María tenía pareja cuando vivió el triste rechazo por parte del dentista. El verano siguiente estaba de vacaciones en un camping junto a la playa con unos amigos muy cercanos. En un momento de unión de toda la pandilla, su novio decidió compartir con los demás la noticia, precisamente buscando consolarla y que se sintiera aceptada y querida tras la desagradable experiencia de rechazo que había sufrido aquel año.

El resultado no pudo ser más desastroso. En 1994 todavía perduraba el absurdo rumor de que los mosquitos eran capaces de transmitir el VIH y entre los amigos la confesión derivó en un debate plagado de pánico sobre si los abundantes insectos de la zona podían haberles contagiado por estar a su alrededor.

Las vacaciones se chafaron, la confianza se perdió una vez más. María sólo quería volver a casa y no hablar del tema jamás.

El hijo de Gloria tiene 31 años y aún no lo sabe que su madre es seropositiva

En cuanto a la descendencia, tal vez por un instinto de protección, el asunto se pone un poco especial. El hijo de Gloria tiene treinta y un años y todavía no lo sabe: “sé que está bien informado y que no se lo tomaría mal, pero no he sido capaz de decírselo. En parte por no darle el disgusto y en parte porque me siento más segura así.

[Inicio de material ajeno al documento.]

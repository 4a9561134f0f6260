use tracing::{debug, info, warn};

use super::config::PpoConfig;
use crate::rl_algorithm::base::{
    ConfigError, EngineError, MemoryConfig, ModelConfig, ObjectiveConfig, OptimizerConfig,
    PolicyConfig, RewardEstimationConfig, TrainingEngine, UpdateConfig, Horizon, HorizonEstimate,
};
use crate::utils::SeedContext;

/// Key identifying this agent type in a serialized agent spec.
pub const AGENT_KEY: &str = "ppo";

impl PpoConfig {
    /// Compiles the hyperparameters into the model config an engine is built from.
    pub fn to_model_config(&self) -> Result<ModelConfig, ConfigError> {
        let policy = PolicyConfig::new(self.network.clone()).with_temperature(1.0);
        let memory = MemoryConfig::recent(self.memory);
        let mut update = UpdateConfig::episodes(self.batch_size);
        if let Some(frequency) = self.update_frequency {
            update = update.with_frequency(frequency);
        }
        let optimizer = OptimizerConfig::adam(self.learning_rate)
            .subsampling_step(self.subsampling_fraction)
            .multi_step(self.optimization_steps);
        let objective = ObjectiveConfig::clipped_ratio(self.likelihood_ratio_clipping);

        let (reward_estimation, baseline_policy, baseline_objective) = match &self.critic_network {
            None => {
                if self.critic_optimizer.is_some() {
                    return Err(ConfigError::CriticOptimizerWithoutNetwork);
                }
                if self.estimate_terminal {
                    warn!("estimate_terminal has no effect without critic_network");
                }
                let reward_estimation =
                    RewardEstimationConfig::new(Horizon::Episode).with_discount(self.discount);
                (reward_estimation, None, None)
            }
            Some(critic_network) => {
                if self.critic_optimizer.is_none() {
                    return Err(ConfigError::CriticNetworkWithoutOptimizer);
                }
                let reward_estimation = RewardEstimationConfig::new(Horizon::Episode)
                    .with_discount(self.discount)
                    .with_estimate_horizon(HorizonEstimate::Early)
                    .with_estimate_terminal(self.estimate_terminal)
                    .with_estimate_advantage(true);
                (
                    reward_estimation,
                    Some(PolicyConfig::new(critic_network.clone())),
                    Some(ObjectiveConfig::state_value()),
                )
            }
        };
        debug!("optimizer={:?}", optimizer);
        debug!("reward_estimation={:?}", reward_estimation);

        return Ok(ModelConfig {
            max_episode_timesteps: Some(self.max_episode_timesteps),
            baseline_policy,
            baseline_optimizer: self.critic_optimizer.clone(),
            baseline_objective,
            parallel_interactions: self.parallel_interactions,
            buffer_observe: true,
            name: self.name.clone(),
            device: self.device.clone(),
            seed: self.seed,
            preprocessing: self.preprocessing.clone(),
            exploration: self.exploration.clone(),
            variable_noise: self.variable_noise,
            l2_regularization: self.l2_regularization,
            entropy_regularization: self.entropy_regularization,
            execution: self.execution.clone(),
            saver: self.saver.clone(),
            summarizer: self.summarizer.clone(),
            recorder: self.recorder.clone(),
            config: self.config.clone(),
            ..ModelConfig::new(
                self.states.clone(),
                self.actions.clone(),
                policy,
                memory,
                update,
                optimizer,
                objective,
                reward_estimation,
            )
        });
    }
}

/// [Proximal Policy Optimization](https://arxiv.org/abs/1707.06347) agent.
///
/// Keeps the hyperparameters it was created from and the engine built from them.
pub struct ProximalPolicyOptimization<E: TrainingEngine> {
    spec: PpoConfig,
    engine: E,
}

impl<E: TrainingEngine> ProximalPolicyOptimization<E> {
    pub fn new(spec: PpoConfig) -> Result<Self, EngineError> {
        let model_config = spec.to_model_config()?;
        let seeds = SeedContext::new(spec.seed);
        let engine = E::create(model_config, seeds)?;
        info!(
            "created {} agent {} (batch_size={}, critic={})",
            AGENT_KEY,
            spec.name,
            spec.batch_size,
            spec.critic_network.is_some()
        );
        return Ok(Self { spec, engine });
    }

    pub fn spec(&self) -> &PpoConfig {
        return &self.spec;
    }

    pub fn engine(&self) -> &E {
        return &self.engine;
    }

    pub fn engine_mut(&mut self) -> &mut E {
        return &mut self.engine;
    }

    pub fn into_engine(self) -> E {
        return self.engine;
    }

    /// The agent spec as JSON, led by the agent key.
    pub fn spec_json(&self) -> Result<serde_json::Value, serde_json::Error> {
        let mut object = serde_json::Map::new();
        object.insert("agent".to_string(), AGENT_KEY.into());
        if let serde_json::Value::Object(fields) = serde_json::to_value(&self.spec)? {
            object.extend(fields);
        }
        return Ok(serde_json::Value::Object(object));
    }
}
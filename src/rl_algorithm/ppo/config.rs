use burn::config::Config;

use crate::rl_algorithm::base::artifacts::{RecorderConfig, SaverConfig, SummarizerConfig};
use crate::rl_algorithm::base::preprocessing::PreprocessingConfig;
use crate::rl_algorithm::base::{BaselineOptimizer, Exploration, NetworkSpec, UpdateFrequency};
use crate::rl_env::SpaceSpecs;

/// Hyperparameters of a PPO agent, exactly as the user gave them.
#[derive(Config, Debug, PartialEq)]
pub struct PpoConfig {
    pub states: SpaceSpecs,
    pub actions: SpaceSpecs,
    /// Upper bound for the number of timesteps per episode.
    pub max_episode_timesteps: usize,
    /// Number of episodes per update batch.
    pub batch_size: usize,

    #[config(default = "NetworkSpec::default()")]
    pub network: NetworkSpec,

    /// Memory capacity in timesteps, the engine's minimum when absent.
    pub memory: Option<usize>,

    /// Defaults to `batch_size`.
    pub update_frequency: Option<UpdateFrequency>,
    #[config(default = 3e-4)]
    pub learning_rate: f32,
    /// Fraction of batch timesteps used per optimization step.
    #[config(default = 0.33)]
    pub subsampling_fraction: f32,
    #[config(default = 10)]
    pub optimization_steps: usize,

    #[config(default = 0.2)]
    pub likelihood_ratio_clipping: f32,
    #[config(default = 0.99)]
    pub discount: f32,
    /// Only has an effect together with `critic_network`.
    #[config(default = false)]
    pub estimate_terminal: bool,

    /// The main policy doubles as critic when absent.
    pub critic_network: Option<NetworkSpec>,
    /// Required exactly when `critic_network` is given.
    pub critic_optimizer: Option<BaselineOptimizer>,

    pub preprocessing: Option<PreprocessingConfig>,

    #[config(default = "Exploration::Global(0.0)")]
    pub exploration: Exploration,
    #[config(default = 0.0)]
    pub variable_noise: f32,

    #[config(default = 0.0)]
    pub l2_regularization: f32,
    #[config(default = 0.0)]
    pub entropy_regularization: f32,

    #[config(default = "String::from(\"agent\")")]
    pub name: String,
    pub device: Option<String>,
    #[config(default = 1)]
    pub parallel_interactions: usize,
    pub seed: Option<u64>,
    pub execution: Option<serde_json::Value>,
    pub saver: Option<SaverConfig>,
    pub summarizer: Option<SummarizerConfig>,
    pub recorder: Option<RecorderConfig>,
    pub config: Option<serde_json::Value>,
}
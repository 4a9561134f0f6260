use super::errors::EnvError;
use super::spaces::{SpaceSpecs, SpaceValues};

#[derive(Debug, Clone, PartialEq)]
pub struct StepInfo {
    pub states: SpaceValues,
    pub reward: f32,
    pub terminal: Terminal,
}

/// How an episode ended, if it did.
#[derive(Debug, Clone, Copy, PartialEq, Eq)]
pub enum Terminal {
    Continue,
    /// Real terminal state.
    Terminated,
    /// Cut off by the timestep bound.
    Truncated,
}

impl Terminal {
    pub fn is_episode_end(&self) -> bool {
        return *self != Terminal::Continue;
    }
}

pub trait Environment {
    fn states(&self) -> &SpaceSpecs;
    fn actions(&self) -> &SpaceSpecs;
    fn max_episode_timesteps(&self) -> Option<usize>;

    fn reset(&mut self) -> Result<SpaceValues, EnvError>;
    fn execute(&mut self, actions: &SpaceValues) -> Result<StepInfo, EnvError>;
}
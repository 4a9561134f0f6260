use serde::de::Deserializer;
use serde::{Deserialize, Serialize};
use std::collections::BTreeMap;
use std::ops::Deref;

/// Preprocessing layers keyed by state type, state name or `"reward"`.
pub type PreprocessingConfig = BTreeMap<String, PreprocessingLayers>;

/// Layers applied in order. Deserializes from a single layer or a list.
#[derive(Debug, Clone, PartialEq, Serialize)]
#[serde(transparent)]
pub struct PreprocessingLayers(pub Vec<PreprocessingLayer>);

impl Deref for PreprocessingLayers {
    type Target = [PreprocessingLayer];

    fn deref(&self) -> &Self::Target {
        return &self.0;
    }
}

impl From<Vec<PreprocessingLayer>> for PreprocessingLayers {
    fn from(layers: Vec<PreprocessingLayer>) -> Self {
        return PreprocessingLayers(layers);
    }
}

impl<'de> Deserialize<'de> for PreprocessingLayers {
    fn deserialize<D: Deserializer<'de>>(deserializer: D) -> Result<Self, D::Error> {
        #[derive(Deserialize)]
        #[serde(untagged)]
        enum Raw {
            One(PreprocessingLayer),
            Many(Vec<PreprocessingLayer>),
        }
        match Raw::deserialize(deserializer)? {
            Raw::One(layer) => Ok(PreprocessingLayers(vec![layer])),
            Raw::Many(layers) => Ok(PreprocessingLayers(layers)),
        }
    }
}

#[derive(Debug, Clone, PartialEq, Serialize, Deserialize)]
#[serde(tag = "type", rename_all = "snake_case")]
pub enum PreprocessingLayer {
    Clipping { lower: f32, upper: f32 },
    Deltafier,
    Scale { factor: f32 },
    Sequence { length: usize },
    Standardization,
}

Cuanta menos gente lo sepa, mejor”.

Diego es hoy abuelo de una niña de ocho años y tampoco ha llegado a contárselo nunca a su hija, que actualmente tiene cuarenta y dos: “Soy muy consciente y cuidadoso con las precauciones que debo tomar, pero a mi alrededor he visto que esta confesión siempre altera las cosas. Prefiero disfrutar de una vida con cierto secretismo pero con sensación de normalidad que exponerme a consecuencias que me alteren y me perjudiquen. Es mi decisión”.

Diego fue diagnosticado en 1988 y hoy tiene 70 años

Una de las cuestiones que más preocupa a los entrevistados, dejando aparte el dolor del pasado, es un gran interrogante sobre el futuro. Con el tratamiento y los cuidados oportunos, han conseguido vivir con una muy relativa regularidad durante tres décadas.

Han visto las cosas cambiar considerablemente para mejor y a estas alturas el marco sanitario ofrece a los seropositivos un trato mucho más normalizado, pero queda tanto por hacer que unas de las inquietudes principales de estos supervivientes blindados es si los centros de salud públicos o privados serán capaces de proporcionarles un cuidado responsable y humano durante la ancianidad.

Diego es el mayor de los entrevistados. Fue diagnosticado en 1988 y tiene hoy setenta años. Se ha cuidado con esmero a lo largo de toda su madurez y, ahora que el médico especialista que le ha tratado durante décadas se jubila, ha mantenido con él muchas conversaciones al respecto.

El especialista confirma que sus dudas tienen fundamento y conciernen a multitud de pacientes que temen volver a sufrir situaciones de inhumanidad y humillación en sus momentos más débiles, sin apenas oportunidad de defenderse. Continuar informando y concienciando a todas las escalas posibles sigue siendo primordial para el bienestar de los pacientes.